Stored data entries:

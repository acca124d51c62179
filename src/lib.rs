pub mod app;
pub mod cli;
pub mod constants;
pub mod gateway;
pub mod runtime;
pub mod session;
pub mod tui;
pub mod utils;

pub use app::{load_config, Config};
pub use gateway::{Backend, DocumentHandle, HttpBackend};
pub use session::SessionState;
pub use tui::run_ui;
pub use utils::DocQaError;
use async_trait::async_trait;
use reqwest::multipart::{Form, Part};
use reqwest::Client;
use std::time::Duration;
use tracing::{debug, info, warn};

use super::traits::Backend;
use super::types::{
    AskRequest, AskResponse, ChatMessage, DocumentHandle, ErrorBody, StatusResponse,
    UploadResponse,
};
use super::upload::PdfUpload;
use crate::app::BackendConfig;
use crate::constants::{
    ASK_ENDPOINT, PDF_MIME_TYPE, STATUS_TIMEOUT_MS, UPLOAD_ENDPOINT, UPLOAD_FIELD_NAME,
};
use crate::utils::DocQaError;

/// Backend reached over HTTP
pub struct HttpBackend {
    client: Client,
    api_root: String,
}

impl HttpBackend {
    /// Create a backend client from configuration. Requests use the
    /// transport's default timeouts.
    pub fn new(config: &BackendConfig) -> Result<Self, DocQaError> {
        Ok(Self::with_client(Client::builder().build()?, config))
    }

    pub fn with_client(client: Client, config: &BackendConfig) -> Self {
        Self {
            client,
            api_root: join_api_root(&config.base_url, &config.api_prefix),
        }
    }

    /// Base URL plus API prefix, without a trailing slash
    pub fn api_root(&self) -> &str {
        &self.api_root
    }

    fn endpoint(&self, name: &str) -> String {
        format!("{}/{}", self.api_root, name)
    }

    fn unreachable(&self, url: &str, err: reqwest::Error) -> DocQaError {
        DocQaError::Network(format!("could not reach backend at {}: {}", url, err))
    }
}

fn join_api_root(base_url: &str, api_prefix: &str) -> String {
    let base = base_url.trim_end_matches('/');
    let prefix = api_prefix.trim_matches('/');
    if prefix.is_empty() {
        base.to_string()
    } else {
        format!("{}/{}", base, prefix)
    }
}

#[async_trait]
impl Backend for HttpBackend {
    async fn ingest(&self, upload: &PdfUpload) -> Result<DocumentHandle, DocQaError> {
        let url = self.endpoint(UPLOAD_ENDPOINT);
        info!("Uploading {} ({} bytes) to {}", upload.file_name(), upload.size(), url);

        let part = Part::bytes(upload.bytes().to_vec())
            .file_name(upload.file_name().to_string())
            .mime_str(PDF_MIME_TYPE)?;
        let form = Form::new().part(UPLOAD_FIELD_NAME, part);

        let response = self
            .client
            .post(&url)
            .multipart(form)
            .send()
            .await
            .map_err(|e| self.unreachable(&url, e))?;

        let status = response.status();
        if !status.is_success() {
            // The error body is optional and may not even be JSON
            let detail = response
                .json::<ErrorBody>()
                .await
                .ok()
                .and_then(|body| body.message());
            warn!("Upload rejected with {}: {:?}", status, detail);
            return Err(DocQaError::IngestionFailed(
                detail.unwrap_or_else(|| "Upload failed".to_string()),
            ));
        }

        let body: UploadResponse = response.json().await?;
        info!(
            "Upload accepted: {} ({})",
            body.filename,
            body.message.as_deref().unwrap_or("no message")
        );
        debug!("Backend content type for upload: {:?}", body.content_type);

        Ok(DocumentHandle::new(body.filename))
    }

    async fn ask(
        &self,
        handle: &DocumentHandle,
        question: &str,
        history: &[ChatMessage],
    ) -> Result<String, DocQaError> {
        let url = self.endpoint(ASK_ENDPOINT);
        debug!(
            "Asking about {} with {} history messages",
            handle,
            history.len()
        );

        let request = AskRequest {
            filename: handle.as_str(),
            question,
            history,
        };

        let response = self
            .client
            .post(&url)
            .json(&request)
            .send()
            .await
            .map_err(|e| self.unreachable(&url, e))?;

        let status = response.status();
        if !status.is_success() {
            warn!("Question about {} failed with {}", handle, status);
            return Err(DocQaError::AskFailed(status.as_u16()));
        }

        let body: AskResponse = response.json().await?;
        Ok(body.answer)
    }

    async fn status(&self) -> Result<bool, DocQaError> {
        // Short timeout so a dead backend doesn't stall `docqa status`
        let client = Client::builder()
            .timeout(Duration::from_millis(STATUS_TIMEOUT_MS))
            .build()?;
        let url = format!("{}/", self.api_root);

        match client.get(&url).send().await {
            Ok(response) => {
                let ok = response.status().is_success();
                if ok {
                    let body = response.json::<StatusResponse>().await.unwrap_or_default();
                    debug!("Backend status: {:?}", body.status);
                }
                Ok(ok)
            }
            Err(e) => {
                debug!("Status probe to {} failed: {}", url, e);
                Ok(false)
            }
        }
    }
}

#[cfg(test)]
mod tests {
    use super::*;

    #[test]
    fn test_api_root_joining() {
        assert_eq!(
            join_api_root("http://localhost:8000", "/api"),
            "http://localhost:8000/api"
        );
        assert_eq!(
            join_api_root("http://localhost:8000/", "api/"),
            "http://localhost:8000/api"
        );
        assert_eq!(join_api_root("http://backend", ""), "http://backend");
        assert_eq!(join_api_root("http://backend", "/"), "http://backend");
    }

    #[test]
    fn test_endpoints() {
        let backend = HttpBackend::new(&BackendConfig {
            base_url: "http://127.0.0.1:9000".to_string(),
            api_prefix: "/api".to_string(),
        })
        .unwrap();
        assert_eq!(backend.endpoint(UPLOAD_ENDPOINT), "http://127.0.0.1:9000/api/upload");
        assert_eq!(backend.endpoint(ASK_ENDPOINT), "http://127.0.0.1:9000/api/ask");
    }
}
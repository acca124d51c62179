use std::io;
use tracing::{info, warn};
use tracing_subscriber::{layer::SubscriberExt, util::SubscriberInitExt};

/// Initialize the logging system
pub fn init_logger() {
    // Use RUST_LOG environment variable, default to info level
    let filter = tracing_subscriber::EnvFilter::try_from_default_env()
        .unwrap_or_else(|_| tracing_subscriber::EnvFilter::new("info"));

    // try_init: a second call (tests, embedding) is not fatal
    let _ = tracing_subscriber::registry()
        .with(filter)
        .with(
            tracing_subscriber::fmt::layer()
                .with_writer(io::stderr) // Write to stderr to not interfere with TUI
                .with_target(false)
                .compact(),
        )
        .try_init();
}

/// Log an info message with emoji prefix
pub fn log_info(emoji: &str, message: impl std::fmt::Display) {
    info!("{} {}", emoji, message);
}

/// Log a warning message with emoji prefix
pub fn log_warn(emoji: &str, message: impl std::fmt::Display) {
    warn!("{} {}", emoji, message);
}
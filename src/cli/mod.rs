/// CLI argument parsing and command handling - Gateway
mod args;
mod commands;

pub use args::{Cli, Commands, OutputFormat};
pub use commands::{handle_command, show_version};
use std::io;
use std::path::{Path, PathBuf};

use crate::constants::{MAX_UPLOAD_BYTES, PDF_EXTENSION};
use crate::utils::DocQaError;

/// Check a file name and size against the upload rules.
/// Runs before any bytes are read and before the backend is contacted.
pub fn validate_pdf(file_name: &str, size: u64) -> Result<(), DocQaError> {
    if !file_name.to_lowercase().ends_with(PDF_EXTENSION) {
        return Err(DocQaError::InvalidFileType);
    }
    if size > MAX_UPLOAD_BYTES {
        return Err(DocQaError::FileTooLarge);
    }
    Ok(())
}

/// A file the user picked, validated from filesystem metadata
#[derive(Debug, Clone)]
pub struct SelectedFile {
    path: PathBuf,
    file_name: String,
    size: u64,
}

impl SelectedFile {
    /// Inspect a path without reading its contents
    pub async fn inspect(path: impl AsRef<Path>) -> Result<Self, DocQaError> {
        let path = path.as_ref();
        let file_name = path
            .file_name()
            .map(|n| n.to_string_lossy().to_string())
            .ok_or(DocQaError::InvalidFileType)?;

        // Extension first: a wrong file type is reported even if it doesn't exist
        validate_pdf(&file_name, 0)?;

        let metadata = tokio::fs::metadata(path).await?;
        if !metadata.is_file() {
            return Err(DocQaError::Io(io::Error::new(
                io::ErrorKind::InvalidInput,
                format!("{} is not a file", path.display()),
            )));
        }
        validate_pdf(&file_name, metadata.len())?;

        Ok(Self {
            path: path.to_path_buf(),
            file_name,
            size: metadata.len(),
        })
    }

    pub fn path(&self) -> &Path {
        &self.path
    }

    pub fn file_name(&self) -> &str {
        &self.file_name
    }

    pub fn size(&self) -> u64 {
        self.size
    }

    /// Size formatted for display, e.g. `0.01 MB`
    pub fn display_size(&self) -> String {
        format!("{:.2} MB", self.size as f64 / 1024.0 / 1024.0)
    }

    /// Read the file into an upload. The length is re-checked since the file
    /// may have changed after it was selected.
    pub async fn read(&self) -> Result<PdfUpload, DocQaError> {
        let bytes = tokio::fs::read(&self.path).await?;
        PdfUpload::new(self.file_name.clone(), bytes)
    }
}

/// PDF bytes ready to send to the ingestion endpoint
#[derive(Debug, Clone)]
pub struct PdfUpload {
    file_name: String,
    bytes: Vec<u8>,
}

impl PdfUpload {
    pub fn new(file_name: impl Into<String>, bytes: Vec<u8>) -> Result<Self, DocQaError> {
        let file_name = file_name.into();
        validate_pdf(&file_name, bytes.len() as u64)?;
        Ok(Self { file_name, bytes })
    }

    /// Select, validate and read a file in one step
    pub async fn from_path(path: impl AsRef<Path>) -> Result<Self, DocQaError> {
        SelectedFile::inspect(path).await?.read().await
    }

    pub fn file_name(&self) -> &str {
        &self.file_name
    }

    pub fn bytes(&self) -> &[u8] {
        &self.bytes
    }

    pub fn size(&self) -> u64 {
        self.bytes.len() as u64
    }
}
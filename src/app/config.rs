use anyhow::{Context, Result};
use directories::ProjectDirs;
use figment::{
    providers::{Env, Format, Serialized, Toml},
    Figment,
};
use serde::{Deserialize, Serialize};
use std::path::{Path, PathBuf};

use crate::constants::{DEFAULT_API_PREFIX, DEFAULT_BACKEND_URL};

/// Main configuration structure
#[derive(Debug, Clone, Default, PartialEq, Serialize, Deserialize)]
pub struct Config {
    /// Backend connection
    #[serde(default)]
    pub backend: BackendConfig,

    /// UI configuration
    #[serde(default)]
    pub ui: UIConfig,
}

/// Where the question-answering backend lives
#[derive(Debug, Clone, PartialEq, Serialize, Deserialize)]
pub struct BackendConfig {
    /// Scheme, host and port, e.g. http://localhost:8000
    pub base_url: String,
    /// Path prefix in front of every endpoint
    pub api_prefix: String,
}

impl Default for BackendConfig {
    fn default() -> Self {
        Self {
            base_url: DEFAULT_BACKEND_URL.to_string(),
            api_prefix: DEFAULT_API_PREFIX.to_string(),
        }
    }
}

/// UI configuration
#[derive(Debug, Clone, PartialEq, Serialize, Deserialize)]
pub struct UIConfig {
    /// Show example questions while the chat is empty
    pub show_examples: bool,
    /// Render assistant answers as Markdown
    pub render_markdown: bool,
}

impl Default for UIConfig {
    fn default() -> Self {
        Self {
            show_examples: true,
            render_markdown: true,
        }
    }
}

/// Load configuration from multiple sources
pub fn load_config() -> Result<Config> {
    let config_dir = get_config_dir()?;
    let global_config = config_dir.join("config.toml");
    let local_config = PathBuf::from(".docqa/config.toml");

    // Build figment configuration
    let mut figment = Figment::from(Serialized::defaults(Config::default()));

    // Add global config if it exists
    if global_config.exists() {
        figment = figment.merge(Toml::file(&global_config));
    }

    // Add local config if it exists
    if local_config.exists() {
        figment = figment.merge(Toml::file(&local_config));
    }

    // Add environment variables (DOCQA_BACKEND__BASE_URL etc.)
    figment = figment.merge(Env::prefixed("DOCQA_").split("__"));

    figment
        .extract()
        .context("Failed to load configuration")
}

/// Load one explicit configuration file on top of the defaults
pub fn load_config_file(path: &Path) -> Result<Config> {
    if !path.exists() {
        anyhow::bail!("Config file not found: {}", path.display());
    }
    Figment::from(Serialized::defaults(Config::default()))
        .merge(Toml::file(path))
        .extract()
        .with_context(|| format!("Failed to load configuration from {}", path.display()))
}

/// Get the configuration directory
pub fn get_config_dir() -> Result<PathBuf> {
    if let Some(proj_dirs) = ProjectDirs::from("", "", "docqa") {
        let config_dir = proj_dirs.config_dir();
        std::fs::create_dir_all(config_dir)?;
        Ok(config_dir.to_path_buf())
    } else {
        // Fallback to home directory
        let home = std::env::var("HOME")
            .or_else(|_| std::env::var("USERPROFILE"))
            .context("Could not determine home directory")?;
        let config_dir = PathBuf::from(home).join(".config").join("docqa");
        std::fs::create_dir_all(&config_dir)?;
        Ok(config_dir)
    }
}

/// Save configuration to file
pub fn save_config(config: &Config, path: Option<PathBuf>) -> Result<()> {
    let path = if let Some(p) = path {
        p
    } else {
        get_config_dir()?.join("config.toml")
    };

    let toml_string = toml::to_string_pretty(config)?;
    std::fs::write(&path, toml_string)
        .with_context(|| format!("Failed to write config to {}", path.display()))?;

    Ok(())
}

/// Create a default configuration file if it doesn't exist
pub fn init_config() -> Result<()> {
    let config_dir = get_config_dir()?;
    let config_file = config_dir.join("config.toml");

    if !config_file.exists() {
        save_config(&Config::default(), Some(config_file.clone()))?;
        println!("Created default configuration at: {}", config_file.display());
    }

    // Create example local config
    let local_example = PathBuf::from(".docqa/config.toml.example");
    if !local_example.exists() {
        if let Some(parent) = local_example.parent() {
            std::fs::create_dir_all(parent)?;
        }
        let example_config = r#"# docqa project configuration
# This file overrides global settings for this directory

[backend]
base_url = "http://localhost:8000"
api_prefix = "/api"

[ui]
show_examples = true
render_markdown = true
"#;
        std::fs::write(&local_example, example_config)?;
        println!("Created example configuration at: {}", local_example.display());
    }

    Ok(())
}
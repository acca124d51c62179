use anyhow::Result;
use clap::Parser;

use docqa::{cli::Cli, runtime::Orchestrator, utils::init_logger};

#[tokio::main]
async fn main() -> Result<()> {
    // Parse CLI arguments
    let cli = Cli::parse();

    // Set up logging if verbose
    if cli.verbose {
        init_logger();
    }

    let orchestrator = Orchestrator::new(cli)?;
    orchestrator.run().await
}
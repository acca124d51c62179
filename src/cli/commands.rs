use anyhow::Result;
use colored::Colorize;
use std::sync::Arc;

use crate::{
    app::init_config,
    gateway::{Backend, DocumentHandle, PdfUpload},
    runtime::NonInteractiveRunner,
};

use super::{Commands, OutputFormat};

/// Handle CLI subcommands; returns false when the chat UI should start
pub async fn handle_command(
    command: &Commands,
    backend: Arc<dyn Backend>,
    backend_url: &str,
    format: OutputFormat,
) -> Result<bool> {
    match command {
        Commands::Init => {
            println!("Initializing docqa configuration...");
            init_config()?;
            println!("Configuration initialized successfully!");
            Ok(true)
        }
        Commands::Upload { path } => {
            let upload = PdfUpload::from_path(path).await?;
            println!(
                "📤 Uploading {} ({:.2} MB)...",
                upload.file_name(),
                upload.size() as f64 / (1024.0 * 1024.0)
            );
            let handle = backend.ingest(&upload).await?;
            println!("{} {}", "✅ Ready:".green(), handle);
            Ok(true)
        }
        Commands::Ask { document, question } => {
            let mut runner = NonInteractiveRunner::new(backend, backend_url.to_string());
            runner.attach(DocumentHandle::new(document.as_str()));
            let result = runner.execute(question.clone()).await;
            println!("{}", runner.format_result(&result, format));
            if !result.errors.is_empty() {
                std::process::exit(1);
            }
            Ok(true)
        }
        Commands::Status => {
            show_status(backend.as_ref(), backend_url).await;
            Ok(true)
        }
        Commands::Version => {
            show_version();
            Ok(true)
        }
        Commands::Chat => Ok(false), // Continue to chat interface
    }
}

/// Show version information
pub fn show_version() {
    println!("docqa v{}", env!("CARGO_PKG_VERSION"));
    println!("   Chat with your PDF documents");
}

/// Report whether the backend answers
async fn show_status(backend: &dyn Backend, backend_url: &str) {
    println!("docqa Status:");
    println!();

    match backend.status().await {
        Ok(true) => println!("  {} Backend: {}", "✓".green(), backend_url),
        _ => {
            println!("  {} Backend: {} (unreachable)", "✗".red(), backend_url);
            println!("    Start the backend or pass --backend-url");
        }
    }
}
use anyhow::Result;
use colored::Colorize;
use std::sync::Arc;

use crate::{
    app::{load_config, load_config_file, Config},
    cli::{handle_command, Cli},
    gateway::{Backend, HttpBackend},
    runtime::NonInteractiveRunner,
    tui::{run_ui, App},
    utils::{log_info, log_warn},
};

/// Main runtime orchestrator
pub struct Orchestrator {
    cli: Cli,
    config: Config,
    backend: Arc<dyn Backend>,
    backend_url: String,
}

impl Orchestrator {
    /// Create a new orchestrator from CLI args
    pub fn new(cli: Cli) -> Result<Self> {
        // Load configuration
        let mut config = if let Some(config_path) = &cli.config {
            load_config_file(config_path)?
        } else {
            match load_config() {
                Ok(cfg) => cfg,
                Err(e) => {
                    log_warn("⚠️", format!("Failed to load config: {}. Using defaults.", e));
                    Config::default()
                }
            }
        };

        if let Some(url) = &cli.backend_url {
            config.backend.base_url = url.clone();
        }

        let http = HttpBackend::new(&config.backend)?;
        let backend_url = http.api_root().to_string();
        log_info("🔗", format!("Backend: {}", backend_url));

        Ok(Self {
            cli,
            config,
            backend: Arc::new(http),
            backend_url,
        })
    }

    /// Run the orchestrator
    pub async fn run(self) -> Result<()> {
        // Handle subcommands
        if let Some(command) = &self.cli.command {
            if handle_command(
                command,
                self.backend.clone(),
                &self.backend_url,
                self.cli.output_format,
            )
            .await?
            {
                return Ok(()); // Command handled, exit
            }
            // Continue to chat for Commands::Chat
        }

        if let (Some(file), Some(prompt)) = (&self.cli.file, &self.cli.prompt) {
            let mut runner = NonInteractiveRunner::new(self.backend.clone(), self.backend_url.clone());
            let result = runner.run(file, prompt.clone()).await;
            println!("{}", runner.format_result(&result, self.cli.output_format));

            // Exit with appropriate code
            if !result.errors.is_empty() {
                std::process::exit(1);
            }
            return Ok(());
        }

        println!("📄 Starting docqa against {}", self.backend_url.green());
        if !self.backend.status().await.unwrap_or(false) {
            log_warn("⚠️", format!("Backend at {} is not responding", self.backend_url));
        }

        let mut app = App::new(self.backend, self.config, self.backend_url);
        if let Some(file) = &self.cli.file {
            app.upload.path_input = file.display().to_string();
        }

        run_ui(app).await
    }
}
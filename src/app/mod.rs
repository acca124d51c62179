// Gateway module for app - follows the Train Station Pattern
// All external access must go through this gateway

// Private submodules - not directly accessible from outside
mod config;

// Public re-exports - the ONLY way to access app functionality
pub use config::{
    get_config_dir, init_config, load_config, load_config_file, save_config, BackendConfig,
    Config, UIConfig,
};
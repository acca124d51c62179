use clap::{Parser, Subcommand, ValueEnum};
use std::path::PathBuf;

#[derive(Parser, Debug)]
#[command(name = "docqa")]
#[command(version)]
#[command(about = "Ask questions about a PDF using a retrieval-augmented backend", long_about = None)]
pub struct Cli {
    /// Path to configuration file
    #[arg(short, long)]
    pub config: Option<PathBuf>,

    /// Backend base URL (overrides configuration)
    #[arg(short, long, env = "DOCQA_BACKEND_URL")]
    pub backend_url: Option<String>,

    /// Verbose output
    #[arg(short, long)]
    pub verbose: bool,

    /// PDF to upload on start
    #[arg(short, long)]
    pub file: Option<PathBuf>,

    /// Non-interactive question to ask about --file
    #[arg(short, long, requires = "file")]
    pub prompt: Option<String>,

    /// Output format for non-interactive mode
    #[arg(long, value_enum, default_value_t = OutputFormat::Text)]
    pub output_format: OutputFormat,

    #[command(subcommand)]
    pub command: Option<Commands>,
}

#[derive(Subcommand, Debug)]
pub enum Commands {
    /// Initialize configuration
    Init,
    /// Start a chat session (default)
    Chat,
    /// Upload a PDF and print the handle to ask against
    Upload {
        /// PDF file to upload
        path: PathBuf,
    },
    /// Ask one question about a document the backend already has
    Ask {
        /// Document handle returned by a previous upload
        #[arg(short, long)]
        document: String,
        /// The question
        question: String,
    },
    /// Check that the backend is reachable
    Status,
    /// Show version information
    Version,
}

#[derive(Debug, Clone, Copy, PartialEq, Eq, ValueEnum)]
pub enum OutputFormat {
    /// Plain text output
    Text,
    /// JSON structured output
    Json,
    /// Markdown formatted output
    Markdown,
}

#[cfg(test)]
mod tests {
    use super::*;

    #[test]
    fn test_prompt_requires_file() {
        assert!(Cli::try_parse_from(["docqa", "-p", "What is this?"]).is_err());

        let cli = Cli::try_parse_from(["docqa", "-f", "notes.pdf", "-p", "What is this?"]).unwrap();
        assert_eq!(cli.file, Some(PathBuf::from("notes.pdf")));
        assert_eq!(cli.prompt.as_deref(), Some("What is this?"));
        assert_eq!(cli.output_format, OutputFormat::Text);
    }

    #[test]
    fn test_ask_subcommand() {
        let cli = Cli::try_parse_from([
            "docqa",
            "ask",
            "--document",
            "notes.pdf",
            "Summarize chapter 1",
        ])
        .unwrap();
        match cli.command {
            Some(Commands::Ask { document, question }) => {
                assert_eq!(document, "notes.pdf");
                assert_eq!(question, "Summarize chapter 1");
            }
            other => panic!("unexpected command: {:?}", other),
        }
    }

    #[test]
    fn test_output_format_values() {
        let cli = Cli::try_parse_from([
            "docqa",
            "-f",
            "a.pdf",
            "-p",
            "q",
            "--output-format",
            "json",
        ])
        .unwrap();
        assert_eq!(cli.output_format, OutputFormat::Json);
    }
}
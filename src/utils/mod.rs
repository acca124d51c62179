// Gateway module for utils - follows the Train Station Pattern
// All external access must go through this gateway

// Private submodules - not directly accessible from outside
mod errors;
mod logger;

// Public re-exports - the ONLY way to access utils functionality
pub use errors::DocQaError;
pub use logger::{init_logger, log_info, log_warn};
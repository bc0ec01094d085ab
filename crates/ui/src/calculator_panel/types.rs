//! Panel-local state and the actions the panel emits.

use std::collections::HashMap;

use bevy::prelude::*;

use estimator::input::parse_leading_number;
use estimator::{Category, ConsumptionField, ConsumptionInput, DistanceUnit};

use super::formatting::display_value;

/// Raw text of each input box. Kept separately from [`ConsumptionInput`] so
/// partially typed text (`"12."`, `"3e"`) survives between frames.
#[derive(Resource, Debug, Default)]
pub struct InputBuffers {
    text: HashMap<ConsumptionField, String>,
}

impl InputBuffers {
    pub fn text(&self, field: ConsumptionField) -> &str {
        self.text.get(&field).map_or("", String::as_str)
    }

    pub fn text_mut(&mut self, field: ConsumptionField) -> &mut String {
        self.text.entry(field).or_default()
    }

    /// Rewrite any box whose number differs from the stored value, e.g.
    /// after a unit toggle, a reset or a clamped negative. Boxes that already
    /// agree are untouched.
    pub fn sync_from(&mut self, input: &ConsumptionInput) {
        for field in ConsumptionField::all() {
            let stored = input.get(field);
            let text = self.text_mut(field);
            if parse_leading_number(text).unwrap_or(0.0) != stored {
                *text = display_value(stored);
            }
        }
    }
}

/// Something the user did in the panel this frame.
#[derive(Debug, Clone, Copy, PartialEq)]
pub enum PanelAction {
    Edit { field: ConsumptionField, value: f64 },
    SetUnit(DistanceUnit),
    Select(Category),
    Reset,
}
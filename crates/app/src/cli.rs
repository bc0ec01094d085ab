//! Command-line flags: `carbon-calculator [--agent] [--factors PATH]`.

use clap::Parser;
use std::path::PathBuf;

/// Carbon Emissions Calculator
///
/// Monthly and annual CO2e from household energy, transport and waste,
/// split into GHG Protocol scopes.
#[derive(Parser, Debug, Default, PartialEq)]
#[command(name = "carbon-calculator")]
#[command(version)]
#[command(about = "Carbon Emissions Calculator")]
pub struct CliArgs {
    /// Run the headless JSON-lines loop instead of opening a window.
    #[arg(long)]
    pub agent: bool,

    /// Factor table to use instead of the built-in one.
    #[arg(long, value_name = "PATH")]
    pub factors: Option<PathBuf>,
}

EXERCISE INSTRUCTIONS: Across the entries, how many lines contain "overrides"? Reply with the number only.

ANSWER TO THE PROBLEM: 2